Nearly every successful community in central Oregon had railroad service and a lumber mill. Towns on the Oregon Trunk line included Maupin, Madras, Redmond, Bend, and La Pine. Prineville built its own municipal railroad when the Oregon Trunk passed it by. The Gilchrist Lumber Company mill was served by a private railroad, the Klamath Northern. The Warm Springs Tribal mill trucked its lumber a few miles from the mill in Warm Springs to the railroad at Madras. Sisters did not have regular rail service, although the Brooks-Scanlon logging railroad ran through Sisters from the late 1930s until the mid-1950s.
All of the larger central Oregon towns were to some degree “mill towns.” The first and largest of the industrial towns was Bend, with the Brooks-Scanlon and Shevlin-Hixon super-mills beginning business in 1915. During the 1920s, other smaller mills flourished throughout the area. After the national depression of the 1930s, the industry recovered and built a second generation of mills in Warm Springs, Maupin, Sisters, Redmond, Prineville, and Gilchrist. Then, as the industrial period waned through the 1960s and 1970s, secondary production mills made windows, doors, and millwork in Madras, Bend, Redmond, and Prineville.

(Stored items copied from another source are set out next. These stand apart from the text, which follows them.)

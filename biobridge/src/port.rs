//! In-process message ports connecting a miniapp context to its host.
//!
//! A [`message_channel`] yields two entangled [`MessagePort`]s, one per
//! context. Posting on one end fans the message out to every subscriber of
//! the other end, in FIFO order, stamped with the sender's origin. The
//! sender never chooses the origin it is reported under.

use crate::error::{TransportError, TransportResult};
use std::sync::atomic::{AtomicBool, AtomicU64, Ordering};
use std::sync::{Arc, Mutex, PoisonError};
use tokio::sync::mpsc;
use tracing::{debug, trace};

/// Wildcard target origin.
pub const ANY_ORIGIN: &str = "*";

/// A message as observed by the receiving end.
#[derive(Debug, Clone, PartialEq)]
pub struct PortMessage {
    /// Origin of the sending context.
    pub origin: String,
    /// Raw payload.
    pub data: serde_json::Value,
}

/// Port statistics.
#[derive(Debug, Default, Clone, Copy, PartialEq, Eq)]
pub struct PortStats {
    /// Messages posted from this end.
    pub posted: u64,
    /// Messages delivered to this end's subscribers.
    pub delivered: u64,
    /// Posts not delivered because the target origin did not match.
    pub misaddressed: u64,
}

#[derive(Debug)]
struct PortEnd {
    origin: String,
    subscribers: Mutex<Vec<mpsc::UnboundedSender<PortMessage>>>,
    posted: AtomicU64,
    delivered: AtomicU64,
    misaddressed: AtomicU64,
}

impl PortEnd {
    fn new(origin: String) -> Self {
        Self {
            origin,
            subscribers: Mutex::new(Vec::new()),
            posted: AtomicU64::new(0),
            delivered: AtomicU64::new(0),
            misaddressed: AtomicU64::new(0),
        }
    }

    fn deliver(&self, msg: &PortMessage) {
        let mut subscribers = self
            .subscribers
            .lock()
            .unwrap_or_else(PoisonError::into_inner);
        subscribers.retain(|tx| tx.send(msg.clone()).is_ok());
        if !subscribers.is_empty() {
            self.delivered.fetch_add(1, Ordering::Relaxed);
        }
    }

    fn clear(&self) {
        self.subscribers
            .lock()
            .unwrap_or_else(PoisonError::into_inner)
            .clear();
    }
}

#[derive(Debug)]
struct Link {
    closed: AtomicBool,
    ends: [PortEnd; 2],
}

/// One end of an entangled port pair.
#[derive(Clone)]
pub struct MessagePort {
    link: Arc<Link>,
    side: usize,
}

impl std::fmt::Debug for MessagePort {
    fn fmt(&self, f: &mut std::fmt::Formatter<'_>) -> std::fmt::Result {
        f.debug_struct("MessagePort")
            .field("origin", &self.origin())
            .field("peer_origin", &self.peer_origin())
            .field("closed", &self.is_closed())
            .finish()
    }
}

/// Create an entangled pair: the first port lives in `origin_a`, the second
/// in `origin_b`.
#[must_use]
pub fn message_channel(
    origin_a: impl Into<String>,
    origin_b: impl Into<String>,
) -> (MessagePort, MessagePort) {
    let link = Arc::new(Link {
        closed: AtomicBool::new(false),
        ends: [PortEnd::new(origin_a.into()), PortEnd::new(origin_b.into())],
    });
    (
        MessagePort {
            link: Arc::clone(&link),
            side: 0,
        },
        MessagePort { link, side: 1 },
    )
}

impl MessagePort {
    fn local(&self) -> &PortEnd {
        &self.link.ends[self.side]
    }

    fn peer(&self) -> &PortEnd {
        &self.link.ends[1 - self.side]
    }

    /// Origin of the context owning this end.
    #[must_use]
    pub fn origin(&self) -> &str {
        &self.local().origin
    }

    /// Origin of the context owning the other end.
    #[must_use]
    pub fn peer_origin(&self) -> &str {
        &self.peer().origin
    }

    /// Whether the link has been closed.
    #[must_use]
    pub fn is_closed(&self) -> bool {
        self.link.closed.load(Ordering::Acquire)
    }

    /// Post a message to the other end.
    ///
    /// When `target_origin` is neither [`ANY_ORIGIN`] nor the peer's origin
    /// the message is silently not delivered.
    pub fn post_message(&self, data: serde_json::Value, target_origin: &str) -> TransportResult<()> {
        if self.is_closed() {
            return Err(TransportError::Closed);
        }
        self.local().posted.fetch_add(1, Ordering::Relaxed);

        let peer = self.peer();
        if target_origin != ANY_ORIGIN && target_origin != peer.origin {
            trace!(
                from = %self.origin(),
                target = %target_origin,
                "target origin mismatch, message not delivered"
            );
            peer.misaddressed.fetch_add(1, Ordering::Relaxed);
            return Ok(());
        }

        peer.deliver(&PortMessage {
            origin: self.origin().to_string(),
            data,
        });
        Ok(())
    }

    /// Subscribe to messages arriving at this end.
    ///
    /// The receiver ends when the link is closed.
    pub fn subscribe(&self) -> mpsc::UnboundedReceiver<PortMessage> {
        let (tx, rx) = mpsc::unbounded_channel();
        let mut subscribers = self
            .local()
            .subscribers
            .lock()
            .unwrap_or_else(PoisonError::into_inner);
        // Checked under the lock so a concurrent close() cannot miss it.
        if !self.is_closed() {
            subscribers.push(tx);
        }
        rx
    }

    /// Close both ends of the link. Idempotent.
    pub fn close(&self) {
        if self.link.closed.swap(true, Ordering::AcqRel) {
            return;
        }
        for end in &self.link.ends {
            end.clear();
        }
        debug!(origin = %self.origin(), peer = %self.peer_origin(), "message port closed");
    }

    /// Statistics for this end.
    #[must_use]
    pub fn stats(&self) -> PortStats {
        let end = self.local();
        PortStats {
            posted: end.posted.load(Ordering::Relaxed),
            delivered: end.delivered.load(Ordering::Relaxed),
            misaddressed: end.misaddressed.load(Ordering::Relaxed),
        }
    }
}
//! The native Bio provider.
//!
//! `request({method, params})` passes canonical methods straight through;
//! every other facade is a translation into this vocabulary.

use super::{ConnectionFlag, ProviderCore, RequestArguments, decode};
use crate::emitter::{EventEmitter, ListenerId};
use crate::error::RpcResult;
use crate::method::Method;
use crate::protocol::events;
use crate::types::Account;
use serde::de::DeserializeOwned;
use std::sync::{Arc, PoisonError, RwLock};
use tracing::debug;

#[derive(Debug, Default)]
struct BioState {
    connected: ConnectionFlag,
    accounts: RwLock<Vec<Account>>,
    chain: RwLock<Option<String>>,
}

impl BioState {
    fn set_accounts(&self, accounts: Vec<Account>) {
        *self.accounts.write().unwrap_or_else(PoisonError::into_inner) = accounts;
    }

    fn set_chain(&self, chain: Option<String>) {
        *self.chain.write().unwrap_or_else(PoisonError::into_inner) = chain;
    }
}

/// The native Bio provider facade.
#[derive(Debug, Clone)]
pub struct BioProvider {
    core: Arc<ProviderCore>,
    events: EventEmitter,
    state: Arc<BioState>,
}

impl BioProvider {
    /// Build the facade on a core.
    #[must_use]
    pub fn new(core: Arc<ProviderCore>) -> Self {
        let provider = Self {
            core,
            events: EventEmitter::new(),
            state: Arc::new(BioState::default()),
        };
        provider.bind_events();
        provider
    }

    fn bind_events(&self) {
        let raw = self.core.events();

        let (state, out) = (Arc::clone(&self.state), self.events.clone());
        raw.on(events::CONNECT, move |payload| {
            state.connected.set(true);
            if let Some(chain) = payload.get("chainId").and_then(serde_json::Value::as_str) {
                state.set_chain(Some(chain.to_string()));
            }
            out.emit(events::CONNECT, payload);
        });

        let (state, out) = (Arc::clone(&self.state), self.events.clone());
        raw.on(events::DISCONNECT, move |payload| {
            state.connected.set(false);
            out.emit(events::DISCONNECT, payload);
        });

        let (state, out) = (Arc::clone(&self.state), self.events.clone());
        raw.on(events::ACCOUNTS_CHANGED, move |payload| {
            match serde_json::from_value::<Vec<Account>>(payload.clone()) {
                Ok(accounts) => state.set_accounts(accounts),
                Err(e) => debug!(error = %e, "ignoring malformed accountsChanged payload"),
            }
            out.emit(events::ACCOUNTS_CHANGED, payload);
        });

        let (state, out) = (Arc::clone(&self.state), self.events.clone());
        raw.on(events::CHAIN_CHANGED, move |payload| {
            state.set_chain(payload.as_str().map(str::to_string));
            out.emit(events::CHAIN_CHANGED, payload);
        });
    }

    /// Send a request in the canonical vocabulary.
    pub async fn request(&self, args: RequestArguments) -> RpcResult<serde_json::Value> {
        let result = self.core.request(&args.method, args.params).await?;
        self.observe(&args.method, &result);
        Ok(result)
    }

    /// Send a catalogue method and decode its result.
    pub async fn request_as<T: DeserializeOwned>(
        &self,
        method: Method,
        params: serde_json::Value,
    ) -> RpcResult<T> {
        let result = self
            .request(RequestArguments::new(method.as_str(), params))
            .await?;
        decode(result)
    }

    fn observe(&self, method: &str, result: &serde_json::Value) {
        match method.parse::<Method>() {
            Ok(Method::RequestAccounts | Method::Accounts) => {
                if let Ok(accounts) = serde_json::from_value::<Vec<Account>>(result.clone()) {
                    if !accounts.is_empty() {
                        self.state.connected.set(true);
                    }
                    self.state.set_accounts(accounts);
                }
            }
            Ok(Method::SelectAccount) => {
                if let Ok(account) = serde_json::from_value::<Account>(result.clone()) {
                    self.state.connected.set(true);
                    let mut accounts = self.accounts();
                    accounts.retain(|a| a != &account);
                    accounts.insert(0, account);
                    self.state.set_accounts(accounts);
                }
            }
            Ok(Method::ChainId) => {
                self.state.set_chain(result.as_str().map(str::to_string));
            }
            _ => {}
        }
    }

    /// Whether the provider has connected.
    #[must_use]
    pub fn is_connected(&self) -> bool {
        self.state.connected.get()
    }

    /// Cached accounts from the last accounts response or push.
    #[must_use]
    pub fn accounts(&self) -> Vec<Account> {
        self.state
            .accounts
            .read()
            .unwrap_or_else(PoisonError::into_inner)
            .clone()
    }

    /// Cached host chain id.
    #[must_use]
    pub fn chain(&self) -> Option<String> {
        self.state
            .chain
            .read()
            .unwrap_or_else(PoisonError::into_inner)
            .clone()
    }

    /// Subscribe to an event.
    pub fn on<F>(&self, event: &str, listener: F) -> ListenerId
    where
        F: Fn(&serde_json::Value) + Send + Sync + 'static,
    {
        self.events.on(event, listener)
    }

    /// Subscribe to the next occurrence of an event.
    pub fn once<F>(&self, event: &str, listener: F) -> ListenerId
    where
        F: Fn(&serde_json::Value) + Send + Sync + 'static,
    {
        self.events.once(event, listener)
    }

    /// Unsubscribe a listener.
    pub fn off(&self, event: &str, id: ListenerId) -> bool {
        self.events.off(event, id)
    }

    /// Remove listeners of one event, or of every event.
    pub fn remove_all_listeners(&self, event: Option<&str>) {
        self.events.remove_all_listeners(event);
    }

    /// The core this facade runs on.
    #[must_use]
    pub fn core(&self) -> &Arc<ProviderCore> {
        &self.core
    }
}

#[cfg(test)]
mod tests {
    use super::super::test_support::{app_transport, pair};
    use super::*;
    use crate::error::{ErrorCode, ProviderRpcError};
    use crate::protocol::{ProtocolTag, RpcResponse};
    use serde_json::json;
    use std::time::Duration;

    fn provider(port: crate::port::MessagePort) -> BioProvider {
        BioProvider::new(ProviderCore::spawn(
            app_transport(port, ProtocolTag::Bio),
            ProtocolTag::Bio,
        ))
    }

    #[tokio::test]
    async fn test_chain_id_round_trip() {
        let (app, mut host) = pair();
        let bio = provider(app);

        let call = tokio::spawn({
            let bio = bio.clone();
            async move { bio.request(RequestArguments::method("bio_chainId")).await }
        });
        let (protocol, req) = host.next_request().await;
        host.reply(protocol, RpcResponse::success(req.id, json!("bfmeta")));

        assert_eq!(call.await.unwrap().unwrap(), json!("bfmeta"));
        assert_eq!(bio.chain().as_deref(), Some("bfmeta"));
    }

    #[tokio::test]
    async fn test_connected_after_accounts() {
        let (app, mut host) = pair();
        let bio = provider(app);
        assert!(!bio.is_connected());

        let call = tokio::spawn({
            let bio = bio.clone();
            async move {
                bio.request_as::<Vec<Account>>(Method::RequestAccounts, json!({}))
                    .await
            }
        });
        let (protocol, req) = host.next_request().await;
        let account = Account::new("bAddr", "bfmeta", "pk");
        host.reply(
            protocol,
            RpcResponse::success(req.id, serde_json::to_value(vec![account.clone()]).unwrap()),
        );

        assert_eq!(call.await.unwrap().unwrap(), vec![account.clone()]);
        assert!(bio.is_connected());
        assert_eq!(bio.accounts(), vec![account]);
    }

    #[tokio::test]
    async fn test_rejection_surfaces_code() {
        let (app, mut host) = pair();
        let bio = provider(app);

        let call = tokio::spawn({
            let bio = bio.clone();
            async move {
                bio.request(RequestArguments::new("bio_signMessage", json!({})))
                    .await
            }
        });
        let (protocol, req) = host.next_request().await;
        host.reply(
            protocol,
            RpcResponse::failure(req.id, ProviderRpcError::user_rejected()),
        );
        assert_eq!(call.await.unwrap().unwrap_err().code, ErrorCode::UserRejected);
        assert!(!bio.is_connected());
    }

    #[tokio::test]
    async fn test_events_update_state_before_listeners_run() {
        let (app, host) = pair();
        let bio = provider(app);
        let (tx, mut rx) = tokio::sync::mpsc::unbounded_channel();
        let observer = bio.clone();
        bio.on(events::CONNECT, move |_| {
            let _ = tx.send(observer.is_connected());
        });

        host.push(ProtocolTag::Bio, events::CONNECT, json!({"chainId": "bfmeta"}));
        let seen = tokio::time::timeout(Duration::from_secs(1), rx.recv())
            .await
            .unwrap()
            .unwrap();
        assert!(seen);
        assert_eq!(bio.chain().as_deref(), Some("bfmeta"));
    }
}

As early as 1912, national lumber publications had recognized that central Oregon would be play an important role in the future of the American pine industry. During the next few decades, the industry press, as well as regional newspapers in Oregon and Washington covered the central Oregon scene. The American Lumberman and the Timberman ran frequent pieces about the industry in central Oregon, and the Timberman had a regular column devoted to Bend. The technology and the marketing practices developed in the pine mills in south-central Oregon and northern California were a model for the pine industry and were imitated by firms in other parts of the country. Labor relations and working conditions in the pine belt were also a national model, especially when compared to the grim conditions prevailing in the southern pine mills or the Great Lakes logging camps.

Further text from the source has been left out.